Start of DATA SHOWN
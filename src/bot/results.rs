use crate::media::{MediaDescriptor, MediaKind, MediaSource, SearchPage};
use teloxide::types::{InlineQueryResult, InlineQueryResultMpeg4Gif, InlineQueryResultPhoto};
use tracing::{error, warn};
use url::Url;

/// Telegram rejects answers whose `next_offset` is longer than this.
const MAX_NEXT_OFFSET_BYTES: usize = 64;

/// What the bot answers an inline query with.
#[derive(Debug)]
pub struct InlineAnswer {
    pub results: Vec<InlineQueryResult>,
    /// Cursor for the next page, empty when there is none.
    pub next_offset: String,
}

/// Searches `source` and converts the page into inline results.
///
/// A failed search is logged and answered with no results, so the client
/// stops waiting instead of timing out. A cursor too long to be an offset
/// keeps the results and drops pagination.
pub async fn resolve_inline_answer(
    source: &dyn MediaSource,
    keywords: &str,
    offset: &str,
) -> InlineAnswer {
    match source.search(keywords, offset).await {
        Ok(SearchPage {
            descriptors,
            next_cursor,
        }) => {
            let next_offset = if next_cursor.len() > MAX_NEXT_OFFSET_BYTES {
                warn!(
                    "Next cursor for {:?} is {} bytes, over the {} byte offset limit; dropping pagination",
                    keywords,
                    next_cursor.len(),
                    MAX_NEXT_OFFSET_BYTES
                );
                String::new()
            } else {
                next_cursor
            };

            InlineAnswer {
                results: descriptors.iter().filter_map(to_inline_result).collect(),
                next_offset,
            }
        }
        Err(e) => {
            error!("{} search failed for {:?}: {:#}", source.name(), keywords, e);
            InlineAnswer {
                results: Vec::new(),
                next_offset: String::new(),
            }
        }
    }
}

/// Videos are sent as MPEG4 GIFs (silent, autoplaying), images as photos.
pub fn to_inline_result(descriptor: &MediaDescriptor) -> Option<InlineQueryResult> {
    let media_url = parse_url(&descriptor.url)?;
    let thumbnail_url = parse_url(&descriptor.thumbnail_url)?;
    let id = uuid::Uuid::new_v4().to_string();

    let result = match descriptor.kind {
        MediaKind::Video => {
            let mut result = InlineQueryResultMpeg4Gif::new(id, media_url, thumbnail_url);
            result.mpeg4_width = descriptor.width;
            result.mpeg4_height = descriptor.height;
            result.title = Some(descriptor.title.clone());
            InlineQueryResult::Mpeg4Gif(result)
        }
        MediaKind::Image => {
            let mut result = InlineQueryResultPhoto::new(id, media_url, thumbnail_url);
            result.photo_width = descriptor.width;
            result.photo_height = descriptor.height;
            result.title = Some(descriptor.title.clone());
            InlineQueryResult::Photo(result)
        }
    };

    Some(result)
}

fn parse_url(raw: &str) -> Option<Url> {
    match Url::parse(raw) {
        Ok(url) => Some(url),
        Err(e) => {
            warn!("Invalid media URL '{}': {}", raw, e);
            None
        }
    }
}
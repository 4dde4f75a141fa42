mod parse;
mod query;
mod resolver;
mod source;
mod types;

pub use resolver::MediaResolver;
pub use source::MediaSource;
pub use types::{MediaDescriptor, MediaKind, SearchPage};
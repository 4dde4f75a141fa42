use super::{parse::parse_page, query::build_query, source::MediaSource, types::SearchPage};
use crate::config::SearchConfig;
use anyhow::{Context, Result};
use async_trait::async_trait;
use tracing::{debug, info};

/// Resolves keywords to media through the 9GAG post search endpoint.
pub struct MediaResolver {
    client: reqwest::Client,
    endpoint: String,
}

impl MediaResolver {
    pub fn new(config: &SearchConfig) -> Result<Self> {
        let client = reqwest::Client::builder()
            .timeout(std::time::Duration::from_secs(config.timeout_secs))
            .user_agent(config.user_agent.as_str())
            .build()
            .context("Failed to create HTTP client")?;

        info!(
            "Media resolver initialized - endpoint: {}, timeout: {}s",
            config.endpoint, config.timeout_secs
        );

        Ok(Self {
            client,
            endpoint: config.endpoint.trim_end_matches('?').to_string(),
        })
    }

    fn request_url(&self, keywords: &str, cursor: &str) -> String {
        format!("{}?{}", self.endpoint, build_query(keywords, cursor))
    }
}

#[async_trait]
impl MediaSource for MediaResolver {
    fn name(&self) -> &'static str {
        "9gag"
    }

    async fn search(&self, keywords: &str, cursor: &str) -> Result<SearchPage> {
        let url = self.request_url(keywords, cursor);
        debug!("Fetching search page: {}", url);

        let response = self
            .client
            .get(&url)
            .send()
            .await
            .context("Failed to fetch search results")?;

        if !response.status().is_success() {
            return Err(anyhow::anyhow!(
                "Search request failed: HTTP {}",
                response.status()
            ));
        }

        let body = response
            .text()
            .await
            .context("Failed to read search response")?;

        let page = parse_page(&body)?;
        debug!(
            "Resolved {} media items, next cursor: {:?}",
            page.descriptors.len(),
            page.next_cursor
        );

        Ok(page)
    }
}
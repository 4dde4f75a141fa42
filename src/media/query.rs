/// Builds the query string for a search request.
///
/// The first page is addressed by keywords; later pages reuse the cursor the
/// upstream service handed out on the previous call.
pub fn build_query(keywords: &str, cursor: &str) -> String {
    if cursor.is_empty() {
        // Only spaces are substituted, the rest goes out as typed.
        format!("query={}&c=0", keywords.replace(' ', "%20"))
    } else {
        clean_cursor(cursor)
    }
}

/// Strips the `amp;` leftovers of HTML-escaped ampersands from a cursor.
pub fn clean_cursor(cursor: &str) -> String {
    cursor.replace("amp;", "")
}
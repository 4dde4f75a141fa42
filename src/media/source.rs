use super::types::SearchPage;
use anyhow::Result;
use async_trait::async_trait;

#[async_trait]
pub trait MediaSource: Send + Sync {
    /// Human-readable name of the source
    fn name(&self) -> &'static str;

    /// Search for media matching `keywords`, continuing from `cursor`.
    /// An empty cursor starts at the first page.
    async fn search(&self, keywords: &str, cursor: &str) -> Result<SearchPage>;
}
End of DATA SHOWN
◆ **TASK DETAILS**: The answer must be an exact copy of every record above.

◆ **RESPONSE AREA**:
filename src/bot/results.rs
use crate::media::{MediaDescriptor, MediaKind, MediaSource, SearchPage};
use teloxide::types::{InlineQueryResult, InlineQueryResultMpeg4Gif, InlineQueryResultPhoto};
use tracing::{error, warn};
use url::Url;

/// Telegram rejects answers whose `next_offset` is longer than this.
const MAX_NEXT_OFFSET_BYTES: usize = 64;

/// What the bot answers an inline query with.
#[derive(Debug)]
pub struct InlineAnswer {
    pub results: Vec<InlineQueryResult>,
    /// Cursor for the next page, empty when there is none.
    pub next_offset: String,
}

/// Searches `source` and converts the page into inline results.
///
/// A failed search is logged and answered with no results, so the client
/// stops waiting instead of timing out. A cursor too long to be an offset
/// keeps the results and drops pagination.
pub async fn resolve_inline_answer(
    source: &dyn MediaSource,
    keywords: &str,
    offset: &str,
) -> InlineAnswer {
    match source.search(keywords, offset).await {
        Ok(SearchPage {
            descriptors,
            next_cursor,
        }) => {
            let next_offset = if next_cursor.len() > MAX_NEXT_OFFSET_BYTES {
                warn!(
                    "Next cursor for {:?} is {} bytes, over the {} byte offset limit; dropping pagination",
                    keywords,
                    next_cursor.len(),
                    MAX_NEXT_OFFSET_BYTES
                );
                String::new()
            } else {
                next_cursor
            };

            InlineAnswer {
                results: descriptors.iter().filter_map(to_inline_result).collect(),
                next_offset,
            }
        }
        Err(e) => {
            error!("{} search failed for {:?}: {:#}", source.name(), keywords, e);
            InlineAnswer {
                results: Vec::new(),
                next_offset: String::new(),
            }
        }
    }
}

/// Videos are sent as MPEG4 GIFs (silent, autoplaying), images as photos.
pub fn to_inline_result(descriptor: &MediaDescriptor) -> Option<InlineQueryResult> {
    let media_url = parse_url(&descriptor.url)?;
    let thumbnail_url = parse_url(&descriptor.thumbnail_url)?;
    let id = uuid::Uuid::new_v4().to_string();

    let result = match descriptor.kind {
        MediaKind::Video => {
            let mut result = InlineQueryResultMpeg4Gif::new(id, media_url, thumbnail_url);
            result.mpeg4_width = descriptor.width;
            result.mpeg4_height = descriptor.height;
            result.title = Some(descriptor.title.clone());
            InlineQueryResult::Mpeg4Gif(result)
        }
        MediaKind::Image => {
            let mut result = InlineQueryResultPhoto::new(id, media_url, thumbnail_url);
            result.photo_width = descriptor.width;
            result.photo_height = descriptor.height;
            result.title = Some(descriptor.title.clone());
            InlineQueryResult::Photo(result)
        }
    };

    Some(result)
}

fn parse_url(raw: &str) -> Option<Url> {
    match Url::parse(raw) {
        Ok(url) => Some(url),
        Err(e) => {
            warn!("Invalid media URL '{}': {}", raw, e);
            None
        }
    }
}
repository 4dde4f75a141fa42
mod parse;
mod query;
mod resolver;
mod source;
mod types;

pub use resolver::MediaResolver;
pub use source::MediaSource;
pub use types::{MediaDescriptor, MediaKind, SearchPage};
repository 4dde4f75a141fa42
use super::{parse::parse_page, query::build_query, source::MediaSource, types::SearchPage};
use crate::config::SearchConfig;
use anyhow::{Context, Result};
use async_trait::async_trait;
use tracing::{debug, info};

/// Resolves keywords to media through the 9GAG post search endpoint.
pub struct MediaResolver {
    client: reqwest::Client,
    endpoint: String,
}

impl MediaResolver {
    pub fn new(config: &SearchConfig) -> Result<Self> {
        let client = reqwest::Client::builder()
            .timeout(std::time::Duration::from_secs(config.timeout_secs))
            .user_agent(config.user_agent.as_str())
            .build()
            .context("Failed to create HTTP client")?;

        info!(
            "Media resolver initialized - endpoint: {}, timeout: {}s",
            config.endpoint, config.timeout_secs
        );

        Ok(Self {
            client,
            endpoint: config.endpoint.trim_end_matches('?').to_string(),
        })
    }

    fn request_url(&self, keywords: &str, cursor: &str) -> String {
        format!("{}?{}", self.endpoint, build_query(keywords, cursor))
    }
}

#[async_trait]
impl MediaSource for MediaResolver {
    fn name(&self) -> &'static str {
        "9gag"
    }

    async fn search(&self, keywords: &str, cursor: &str) -> Result<SearchPage> {
        let url = self.request_url(keywords, cursor);
        debug!("Fetching search page: {}", url);

        let response = self
            .client
            .get(&url)
            .send()
            .await
            .context("Failed to fetch search results")?;

        if !response.status().is_success() {
            return Err(anyhow::anyhow!(
                "Search request failed: HTTP {}",
                response.status()
            ));
        }

        let body = response
            .text()
            .await
            .context("Failed to read search response")?;

        let page = parse_page(&body)?;
        debug!(
            "Resolved {} media items, next cursor: {:?}",
            page.descriptors.len(),
            page.next_cursor
        );

        Ok(page)
    }
}
repository 4dde4f75a141fa42
filename src/media/query.rs
/// Builds the query string for a search request.
///
/// The first page is addressed by keywords; later pages reuse the cursor the
/// upstream service handed out on the previous call.
pub fn build_query(keywords: &str, cursor: &str) -> String {
    if cursor.is_empty() {
        // Only spaces are substituted, the rest goes out as typed.
        format!("query={}&c=0", keywords.replace(' ', "%20"))
    } else {
        clean_cursor(cursor)
    }
}

/// Strips the `amp;` leftovers of HTML-escaped ampersands from a cursor.
pub fn clean_cursor(cursor: &str) -> String {
    cursor.replace("amp;", "")
}
repository 4dde4f75a141fa42
filename src/media/source.rs
use super::types::SearchPage;
use anyhow::Result;
use async_trait::async_trait;

#[async_trait]
pub trait MediaSource: Send + Sync {
    /// Human-readable name of the source
    fn name(&self) -> &'static str;

    /// Search for media matching `keywords`, continuing from `cursor`.
    /// An empty cursor starts at the first page.
    async fn search(&self, keywords: &str, cursor: &str) -> Result<SearchPage>;
}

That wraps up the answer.